* REQUIRED ACTION
From the records below, take each line where the string "echoed" shows up and copy it.

Stored items
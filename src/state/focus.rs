use crate::model::Side;

/// The side input that most recently gained focus.
///
/// Blur never clears it: the Delete control always edits the last field the
/// player touched, even after focus has moved to the button.
#[derive(Clone, Copy, Debug, Default, PartialEq, Eq)]
pub struct FocusTracker {
    current: Option<Side>,
}

impl FocusTracker {
    pub fn focus(&mut self, side: Side) {
        self.current = Some(side);
    }

    pub fn current(&self) -> Option<Side> {
        self.current
    }
}

#[cfg(test)]
mod tests {
    use super::*;

    #[test]
    fn starts_unset() {
        assert_eq!(FocusTracker::default().current(), None);
    }

    #[test]
    fn keeps_only_the_latest_side() {
        let mut tracker = FocusTracker::default();
        tracker.focus(Side::Top);
        tracker.focus(Side::Left);
        assert_eq!(tracker.current(), Some(Side::Left));
    }
}
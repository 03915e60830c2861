//! apprun demo entrypoint.
//!
//! Echoes its positional arguments, one per line. `--fail` makes it fail on
//! purpose so every exit path of the runner can be exercised from a shell.
//! For programmatic use, see the library docs (`apprun::AppRunner`).

use apprun::{AppRunner, Error, Invocation};
use clap::{Args, ValueEnum};
use tracing::{debug, info, info_span};

const USAGE: &str = "
Echoes ARGS, one per line.

Usage: %s [flags] [ARGS...]";

#[derive(Args, Debug, Clone)]
struct DemoFlags {
    /// Fail on purpose with the given kind of error
    #[arg(long, value_enum)]
    fail: Option<FailWith>,

    /// Text printed in front of every echoed argument
    #[arg(long, default_value = "")]
    prefix: String,
}

#[derive(Copy, Clone, PartialEq, Eq, ValueEnum, Debug)]
enum FailWith {
    App,
    Usage,
    Fault,
    Panic,
}

fn main() {
    AppRunner::new(run).usage(USAGE).execute()
}

fn run(inv: Invocation<DemoFlags>) -> apprun::Result<()> {
    info!("{} starting with {} argument(s)", inv.program, inv.args.len());

    match inv.flags.fail {
        Some(FailWith::App) => return Err(Error::app("boom")),
        Some(FailWith::Usage) => return Err(Error::usage("bad arg")),
        Some(FailWith::Fault) => {
            return Err(std::io::Error::new(std::io::ErrorKind::Other, "disk on fire").into());
        }
        Some(FailWith::Panic) => panic!("demo panic"),
        None => {}
    }

    for (index, arg) in inv.args.iter().enumerate() {
        let _span = info_span!("echo", index).entered();
        debug!(%arg, "echoing");
        println!("{}{}", inv.flags.prefix, arg);
    }
    Ok(())
}
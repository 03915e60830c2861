//! Shared types used across apprun.
//! Holds `LogLevel`, the fixed table of level names accepted by
//! `--logging_level`, and its mapping onto `tracing` filters.
use serde::{Deserialize, Serialize};
use tracing::level_filters::LevelFilter;

use crate::logging::LoggingError;

#[derive(Copy, Clone, PartialEq, Eq, PartialOrd, Ord, Hash, Debug, Serialize, Deserialize)]
pub enum LogLevel {
    Debug,
    Info,
    Warning,
    Error,
    Critical,
}

impl LogLevel {
    pub const ALL: [LogLevel; 5] = [
        LogLevel::Debug,
        LogLevel::Info,
        LogLevel::Warning,
        LogLevel::Error,
        LogLevel::Critical,
    ];

    /// Resolves a level name. Names are case-sensitive.
    pub fn from_name(name: &str) -> Result<Self, LoggingError> {
        match name {
            "DEBUG" => Ok(LogLevel::Debug),
            "INFO" => Ok(LogLevel::Info),
            "WARNING" => Ok(LogLevel::Warning),
            "ERROR" => Ok(LogLevel::Error),
            "CRITICAL" => Ok(LogLevel::Critical),
            _ => Err(LoggingError::UnknownLevel {
                name: name.to_string(),
            }),
        }
    }

    pub fn name(self) -> &'static str {
        match self {
            LogLevel::Debug => "DEBUG",
            LogLevel::Info => "INFO",
            LogLevel::Warning => "WARNING",
            LogLevel::Error => "ERROR",
            LogLevel::Critical => "CRITICAL",
        }
    }

    /// Ordinal severity; higher is more severe.
    pub fn severity(self) -> u8 {
        match self {
            LogLevel::Debug => 10,
            LogLevel::Info => 20,
            LogLevel::Warning => 30,
            LogLevel::Error => 40,
            LogLevel::Critical => 50,
        }
    }

    /// `tracing` has no level above ERROR, so CRITICAL shares it.
    pub fn filter(self) -> LevelFilter {
        match self {
            LogLevel::Debug => LevelFilter::DEBUG,
            LogLevel::Info => LevelFilter::INFO,
            LogLevel::Warning => LevelFilter::WARN,
            LogLevel::Error | LogLevel::Critical => LevelFilter::ERROR,
        }
    }

    /// Name printed in log lines for an event of the given `tracing` level.
    pub fn label_for(level: &tracing::Level) -> &'static str {
        match *level {
            tracing::Level::TRACE | tracing::Level::DEBUG => "DEBUG",
            tracing::Level::INFO => "INFO",
            tracing::Level::WARN => "WARNING",
            _ => "ERROR",
        }
    }
}

impl std::fmt::Display for LogLevel {
    fn fmt(&self, f: &mut std::fmt::Formatter<'_>) -> std::fmt::Result {
        write!(f, "{}", self.name())
    }
}

impl std::str::FromStr for LogLevel {
    type Err = LoggingError;

    fn from_str(s: &str) -> Result<Self, Self::Err> {
        LogLevel::from_name(s)
    }
}
//! Span-timing profiler used by `--profile`.
//!
//! [`Profiler`] is a `tracing_subscriber` layer: every span closed while it is
//! installed contributes one call, its busy time (cumulative) and its busy
//! time minus that of its child spans (own). A [`ProfileReport`] snapshot is
//! written as JSON to `--profile_output`, or rendered as a table on stdout.
use std::collections::BTreeMap;
use std::fs::File;
use std::io::{self, BufWriter, Write};
use std::path::{Path, PathBuf};
use std::sync::{Arc, Mutex};
use std::time::{Duration, Instant};

use chrono::{DateTime, Utc};
use serde::{Deserialize, Serialize};
use thiserror::Error;
use tracing::span::Id;
use tracing::{Subscriber, info_span};
use tracing_subscriber::layer::{Context, Layer};
use tracing_subscriber::registry::LookupSpan;

#[derive(Debug, Error)]
pub enum ProfileError {
    #[error("I/O error on {path}: {source}")]
    Io {
        path: PathBuf,
        #[source]
        source: io::Error,
    },

    #[error("Profile serialization error: {0}")]
    Serialize(#[from] serde_json::Error),
}

#[derive(Debug, Default, Clone, Copy)]
struct SpanStats {
    calls: u64,
    cumulative: Duration,
    own: Duration,
}

/// Per-span timing kept in the registry's span extensions.
#[derive(Debug, Default)]
struct Timing {
    entered: Option<Instant>,
    busy: Duration,
    children: Duration,
}

type StatsKey = (String, String);

#[derive(Clone)]
pub struct Profiler {
    stats: Arc<Mutex<BTreeMap<StatsKey, SpanStats>>>,
    started: Instant,
    started_at: DateTime<Utc>,
}

impl Default for Profiler {
    fn default() -> Self {
        Self::new()
    }
}

impl Profiler {
    pub fn new() -> Self {
        Self {
            stats: Arc::new(Mutex::new(BTreeMap::new())),
            started: Instant::now(),
            started_at: Utc::now(),
        }
    }

    /// Runs `f` inside a `main` span so the call itself is always measured.
    /// The span is only recorded if this profiler is part of the active
    /// subscriber.
    pub fn profile<T>(&self, f: impl FnOnce() -> T) -> T {
        let span = info_span!("main");
        span.in_scope(f)
    }

    pub fn report(&self) -> ProfileReport {
        let stats = match self.stats.lock() {
            Ok(stats) => stats.clone(),
            Err(poisoned) => poisoned.into_inner().clone(),
        };
        let mut entries: Vec<ProfileEntry> = stats
            .into_iter()
            .map(|((target, name), s)| ProfileEntry {
                target,
                name,
                calls: s.calls,
                cumulative_secs: s.cumulative.as_secs_f64(),
                own_secs: s.own.as_secs_f64(),
            })
            .collect();
        entries.sort_by(|a, b| b.cumulative_secs.total_cmp(&a.cumulative_secs));

        ProfileReport {
            started_at: self.started_at,
            wall_secs: self.started.elapsed().as_secs_f64(),
            entries,
        }
    }

    fn record(&self, key: StatsKey, timing: &Timing) {
        let mut stats = match self.stats.lock() {
            Ok(stats) => stats,
            Err(poisoned) => poisoned.into_inner(),
        };
        let entry = stats.entry(key).or_default();
        entry.calls += 1;
        entry.cumulative += timing.busy;
        entry.own += timing.busy.saturating_sub(timing.children);
    }
}

impl<S> Layer<S> for Profiler
where
    S: Subscriber + for<'a> LookupSpan<'a>,
{
    fn on_enter(&self, id: &Id, ctx: Context<'_, S>) {
        let Some(span) = ctx.span(id) else { return };
        let mut extensions = span.extensions_mut();
        match extensions.get_mut::<Timing>() {
            Some(timing) => timing.entered = Some(Instant::now()),
            None => extensions.insert(Timing {
                entered: Some(Instant::now()),
                ..Timing::default()
            }),
        }
    }

    fn on_exit(&self, id: &Id, ctx: Context<'_, S>) {
        let Some(span) = ctx.span(id) else { return };
        let elapsed = {
            let mut extensions = span.extensions_mut();
            let Some(timing) = extensions.get_mut::<Timing>() else {
                return;
            };
            let Some(entered) = timing.entered.take() else {
                return;
            };
            let elapsed = entered.elapsed();
            timing.busy += elapsed;
            elapsed
        };
        if let Some(parent) = span.parent() {
            if let Some(timing) = parent.extensions_mut().get_mut::<Timing>() {
                timing.children += elapsed;
            }
        }
    }

    fn on_close(&self, id: Id, ctx: Context<'_, S>) {
        let Some(span) = ctx.span(&id) else { return };
        let metadata = span.metadata();
        let key = (metadata.target().to_string(), metadata.name().to_string());
        if let Some(timing) = span.extensions_mut().remove::<Timing>() {
            self.record(key, &timing);
        }
    }
}

#[derive(Debug, Clone, PartialEq, Serialize, Deserialize)]
pub struct ProfileEntry {
    pub target: String,
    pub name: String,
    pub calls: u64,
    pub cumulative_secs: f64,
    pub own_secs: f64,
}

/// Statistics for one profiled run, sorted by cumulative time.
#[derive(Debug, Clone, PartialEq, Serialize, Deserialize)]
pub struct ProfileReport {
    pub started_at: DateTime<Utc>,
    pub wall_secs: f64,
    pub entries: Vec<ProfileEntry>,
}

impl ProfileReport {
    pub fn entry(&self, name: &str) -> Option<&ProfileEntry> {
        self.entries.iter().find(|e| e.name == name)
    }

    pub fn total_calls(&self) -> u64 {
        self.entries.iter().map(|e| e.calls).sum()
    }

    pub fn write_to(&self, path: &Path) -> Result<(), ProfileError> {
        let io_err = |source| ProfileError::Io {
            path: path.to_path_buf(),
            source,
        };
        let file = File::create(path).map_err(io_err)?;
        let mut writer = BufWriter::new(file);
        serde_json::to_writer_pretty(&mut writer, self)?;
        writer.flush().map_err(io_err)?;
        Ok(())
    }

    pub fn read_from(path: &Path) -> Result<Self, ProfileError> {
        let file = File::open(path).map_err(|source| ProfileError::Io {
            path: path.to_path_buf(),
            source,
        })?;
        Ok(serde_json::from_reader(io::BufReader::new(file))?)
    }

    pub fn render<W: Write>(&self, out: &mut W) -> io::Result<()> {
        writeln!(
            out,
            "{} calls in {:.3} seconds",
            self.total_calls(),
            self.wall_secs
        )?;
        writeln!(out)?;
        writeln!(out, "{:>9} {:>10} {:>10}  span", "ncalls", "cumtime", "owntime")?;
        for e in &self.entries {
            writeln!(
                out,
                "{:>9} {:>10.6} {:>10.6}  {}::{}",
                e.calls, e.cumulative_secs, e.own_secs, e.target, e.name
            )?;
        }
        out.flush()
    }
}
use std::ffi::OsString;
use std::path::PathBuf;

use clap::builder::BoolishValueParser;
use clap::{ArgAction, Args, CommandFactory, FromArgMatches, Parser};
use serde::{Deserialize, Serialize};

/// Flags every application supports.
#[derive(Args, Debug, Clone, PartialEq, Eq, Serialize, Deserialize)]
pub struct StandardFlags {
    /// The logging level to use.
    #[arg(long = "logging_level", value_name = "SPEC", default_value = "INFO")]
    pub logging_level: String,

    /// Filename to write log output to.
    #[arg(long = "logging_filename", value_name = "PATH")]
    pub logging_filename: Option<PathBuf>,

    /// Profile the application.
    #[arg(
        long,
        num_args = 0..=1,
        require_equals = true,
        default_value_t = false,
        default_missing_value = "true",
        action = ArgAction::Set,
        value_parser = BoolishValueParser::new(),
        overrides_with = "noprofile"
    )]
    pub profile: bool,

    /// Do not profile the application.
    #[arg(long, default_value_t = false, overrides_with = "profile")]
    pub noprofile: bool,

    /// The file to save profiling stats to.
    #[arg(long = "profile_output", value_name = "PATH")]
    pub profile_output: Option<PathBuf>,
}

impl Default for StandardFlags {
    fn default() -> Self {
        Self {
            logging_level: "INFO".to_string(),
            logging_filename: None,
            profile: false,
            noprofile: false,
            profile_output: None,
        }
    }
}

impl StandardFlags {
    /// Whether main runs under the profiler; the last of `--profile` and
    /// `--noprofile` wins.
    pub fn profiling(&self) -> bool {
        self.profile && !self.noprofile
    }
}

/// Application flags for programs that define none of their own.
#[derive(Args, Debug, Clone, Default, PartialEq, Eq)]
pub struct NoFlags {}

/// Full command line: standard flags, the application's flags and the
/// positional arguments, which may be interspersed with options.
#[derive(Parser, Debug)]
#[command(disable_version_flag = true)]
pub struct CommandLine<A: Args> {
    #[command(flatten)]
    pub standard: StandardFlags,

    #[command(flatten)]
    pub app: A,

    /// Arguments passed through to main.
    #[arg(value_name = "ARGS")]
    pub args: Vec<String>,
}

impl<A: Args> CommandLine<A> {
    /// The clap command, named after the running program.
    pub fn command_for(program: &str) -> clap::Command {
        Self::command().bin_name(program.to_string())
    }

    /// Parses `argv`, whose first element is the program name.
    pub fn try_parse_argv<I, T>(program: &str, argv: I) -> Result<Self, clap::Error>
    where
        I: IntoIterator<Item = T>,
        T: Into<OsString> + Clone,
    {
        let mut matches = Self::command_for(program).try_get_matches_from(argv)?;
        Self::from_arg_matches_mut(&mut matches)
    }
}
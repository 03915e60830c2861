use assert_cmd::prelude::*;
use predicates::prelude::*;
use std::fs;
use std::process::Command;
use tempfile::tempdir;

fn demo() -> Command {
    Command::cargo_bin("apprun-demo").unwrap()
}

#[test]
fn echoes_positionals_interspersed_with_flags() {
    demo()
        .arg("first")
        .arg("--prefix=> ")
        .arg("second")
        .arg("--logging_level=ERROR")
        .assert()
        .success()
        .stdout("> first\n> second\n")
        .stderr("");
}

#[test]
fn app_error_exits_one_without_usage() {
    demo()
        .arg("--fail=app")
        .assert()
        .code(1)
        .stderr(predicate::str::contains("Error: boom"))
        .stdout(predicate::str::contains("Flags:").not());
}

#[test]
fn usage_error_exits_two_with_usage() {
    demo()
        .arg("--fail=usage")
        .assert()
        .code(2)
        .stderr(predicate::str::contains("Error: bad arg"))
        .stdout(
            predicate::str::contains("Echoes ARGS, one per line.")
                .and(predicate::str::contains("apprun-demo [flags] [ARGS...]"))
                .and(predicate::str::contains("%s").not())
                .and(predicate::str::contains("Flags:"))
                .and(predicate::str::contains("--logging_level"))
                .and(predicate::str::contains("--fail")),
        );
}

#[test]
fn unknown_flag_exits_two_before_main() {
    demo()
        .arg("--not_a_flag")
        .arg("never-echoed")
        .assert()
        .code(2)
        .stderr(predicate::str::contains("Error: ").and(predicate::str::contains("--not_a_flag")))
        .stdout(
            predicate::str::contains("Flags:").and(predicate::str::contains("never-echoed").not()),
        );
}

#[test]
fn malformed_flag_value_exits_two() {
    demo()
        .arg("--fail=sometimes")
        .assert()
        .code(2)
        .stderr(predicate::str::contains("Error: "))
        .stdout(predicate::str::contains("Flags:"));
}

#[test]
fn unknown_logging_level_is_not_translated() {
    demo()
        .arg("--logging_level=INFO,apprun_demo:LOUD")
        .arg("never-echoed")
        .assert()
        .code(1)
        .stderr(predicate::str::contains("LOUD"))
        .stdout("");
}

#[test]
fn other_errors_report_debug_form() {
    demo()
        .arg("--fail=fault")
        .assert()
        .code(1)
        .stderr(
            predicate::str::contains("Error: Fault(")
                .and(predicate::str::contains("disk on fire")),
        );
}

#[test]
fn panics_are_not_caught() {
    demo()
        .arg("--fail=panic")
        .assert()
        .code(101)
        .stderr(predicate::str::contains("demo panic"));
}

#[test]
fn help_prints_usage_and_succeeds() {
    demo()
        .arg("--help")
        .assert()
        .success()
        .stdout(
            predicate::str::contains("Flags:")
                .and(predicate::str::contains("--profile_output")),
        );
}

#[test]
fn log_lines_go_to_the_log_file_in_format() -> Result<(), Box<dyn std::error::Error>> {
    let dir = tempdir()?;
    let log_path = dir.path().join("demo.log");

    demo()
        .arg("--logging_level=WARNING,apprun_demo:DEBUG")
        .arg(format!("--logging_filename={}", log_path.display()))
        .arg("hello")
        .assert()
        .success()
        .stdout("hello\n")
        .stderr("");

    let log = fs::read_to_string(&log_path)?;
    let starting = log
        .lines()
        .find(|l| l.contains("starting with 1 argument(s)"))
        .expect("info line present");
    assert!(starting.starts_with("main:"), "{starting}");
    assert!(starting.contains(":INFO:apprun_demo:"), "{starting}");
    assert!(log.contains(":DEBUG:apprun_demo:"), "{log}");
    assert!(!log.contains('\x1b'), "{log:?}");
    let echoing = log.lines().find(|l| l.contains(" echoing")).expect("debug line present");
    assert!(echoing.ends_with(" echoing arg=hello"), "{echoing}");
    Ok(())
}

#[test]
fn named_logger_levels_filter_independently() -> Result<(), Box<dyn std::error::Error>> {
    let dir = tempdir()?;
    let log_path = dir.path().join("quiet.log");

    demo()
        .arg("--logging_level=DEBUG,apprun_demo:ERROR")
        .arg(format!("--logging_filename={}", log_path.display()))
        .arg("hello")
        .assert()
        .success();

    let log = fs::read_to_string(&log_path)?;
    assert!(!log.contains("apprun_demo"), "{log}");
    assert!(log.contains(":DEBUG:apprun::runner:"), "{log}");
    Ok(())
}

#[test]
fn profile_is_written_to_output_file() -> Result<(), Box<dyn std::error::Error>> {
    let dir = tempdir()?;
    let stats_path = dir.path().join("profile.json");

    demo()
        .arg("--profile")
        .arg(format!("--profile_output={}", stats_path.display()))
        .arg("a")
        .arg("b")
        .assert()
        .success()
        .stdout("a\nb\n");

    let report: serde_json::Value = serde_json::from_str(&fs::read_to_string(&stats_path)?)?;
    let entries = report["entries"].as_array().expect("entries array");
    let calls_of = |name: &str| {
        entries
            .iter()
            .find(|e| e["name"] == name)
            .and_then(|e| e["calls"].as_u64())
    };
    assert_eq!(calls_of("main"), Some(1));
    assert_eq!(calls_of("echo"), Some(2));
    Ok(())
}

#[test]
fn profile_without_output_prints_table() {
    demo()
        .arg("--profile")
        .arg("only")
        .assert()
        .success()
        .stdout(
            predicate::str::starts_with("only\n")
                .and(predicate::str::contains("ncalls"))
                .and(predicate::str::contains("::main")),
        );
}

#[test]
fn explicit_profile_values_are_accepted() {
    demo()
        .arg("--profile=false")
        .arg("plain")
        .assert()
        .success()
        .stdout("plain\n");

    demo()
        .arg("--noprofile")
        .arg("--profile=true")
        .arg("timed")
        .assert()
        .success()
        .stdout(predicate::str::starts_with("timed\n").and(predicate::str::contains("ncalls")));
}
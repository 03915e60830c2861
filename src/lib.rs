#![doc = r#"
apprun: a small application shell for Rust command line programs.

`apprun` owns the boring part of a binary's `main`: it parses the standard
flags every program supports, sets up logging from them, optionally profiles
the run, and turns the two expected failure kinds into exit codes and
`Error: ...` lines on stderr.

Standard flags
--------------
- `--logging_level=<spec>` (default `INFO`): comma-separated list of level
  names (`DEBUG`, `INFO`, `WARNING`, `ERROR`, `CRITICAL`) for the root logger,
  or `target:LEVEL` pairs for individual targets, e.g.
  `--logging_level=INFO,my_app.db:DEBUG`.
- `--logging_filename=<path>`: append log lines to a file instead of stderr.
- `--profile` (also `--profile=true|false`, `--noprofile`): time every span
  closed during main.
- `--profile_output=<path>`: write the profile as JSON instead of printing a
  table to stdout.

Options may appear anywhere among the positional arguments; `--` ends them.

Quick start
-----------
```rust,no_run
use apprun::{AppRunner, Error, Invocation};

fn main() {
    AppRunner::new(run)
        .usage("Greets people.\n\nUsage: %s [flags] NAME...")
        .execute()
}

fn run(inv: Invocation) -> apprun::Result<()> {
    if inv.args.is_empty() {
        return Err(Error::usage("at least one NAME is required"));
    }
    for name in &inv.args {
        tracing::info!(%name, "greeting");
        println!("Hello, {name}!");
    }
    Ok(())
}
```

Application flags
-----------------
Programs add flags of their own with any `clap::Args` type; they are parsed
alongside the standard flags and handed to main in [`Invocation::flags`].

```rust,no_run
use apprun::{AppRunner, Invocation};
use clap::Args;

#[derive(Args, Debug)]
struct Flags {
    /// Number of worker threads.
    #[arg(long, default_value_t = 4)]
    workers: usize,
}

fn main() {
    AppRunner::new(|inv: Invocation<Flags>| {
        tracing::info!(workers = inv.flags.workers, "starting");
        Ok(())
    })
    .execute()
}
```

Exit codes
----------
| result                                   | exit | stderr             | stdout      |
|------------------------------------------|------|--------------------|-------------|
| main returned `Ok(())`                   | 0    |                    |             |
| `Error::App`                             | 1    | `Error: <message>` |             |
| `Error::Usage`, unknown or bad flag      | 2    | `Error: <message>` | usage block |
| any other error                          | 1    | `Error: <debug>`   |             |

Panics inside main are not caught.

Testing without exiting
-----------------------
[`AppRunner::run_from`] returns an [`Outcome`] instead of exiting, and
[`Outcome::report`] writes to any pair of writers:

```rust
use apprun::{AppRunner, Error, Invocation};

let outcome = AppRunner::new(|_: Invocation| Err(Error::app("boom")))
    .run_from(["tool", "--logging_level=ERROR"]);

let (mut out, mut err) = (Vec::new(), Vec::new());
assert_eq!(outcome.report(&mut out, &mut err).unwrap(), 1);
assert_eq!(String::from_utf8(err).unwrap(), "Error: boom\n");
```

Useful modules
--------------
- [`runner`]: `AppRunner`, `RunConfig`, `Invocation`, `Outcome`.
- [`cli`]: standard flags and the usage block.
- [`logging`]: level specs and the log line format.
- [`profile`]: the span-timing profiler.
- [`error`]: crate-level `Error` and `Result`.
"#]

pub mod cli;
pub mod error;
pub mod logging;
pub mod profile;
pub mod runner;
pub mod types;

/// Version of this crate.
pub const VERSION: &str = env!("CARGO_PKG_VERSION");

pub use cli::{CommandLine, NoFlags, StandardFlags};
pub use error::{EXIT_APP_ERROR, EXIT_SUCCESS, EXIT_USAGE_ERROR, Error, Result};
pub use logging::{LOG_FORMAT, LogFormat, LoggerLevels, LoggingError, LoggingGuard};
pub use profile::{ProfileEntry, ProfileError, ProfileReport, Profiler};
pub use runner::{AppRunner, Invocation, Outcome, RunConfig, configure, configure_logging};
pub use types::LogLevel;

* SOLUTION FOR THIS PROBLEM
    /// Text printed in front of every echoed argument
        .arg("never-echoed")
            predicate::str::contains("Flags:").and(predicate::str::contains("never-echoed").not()),
        .arg("never-echoed")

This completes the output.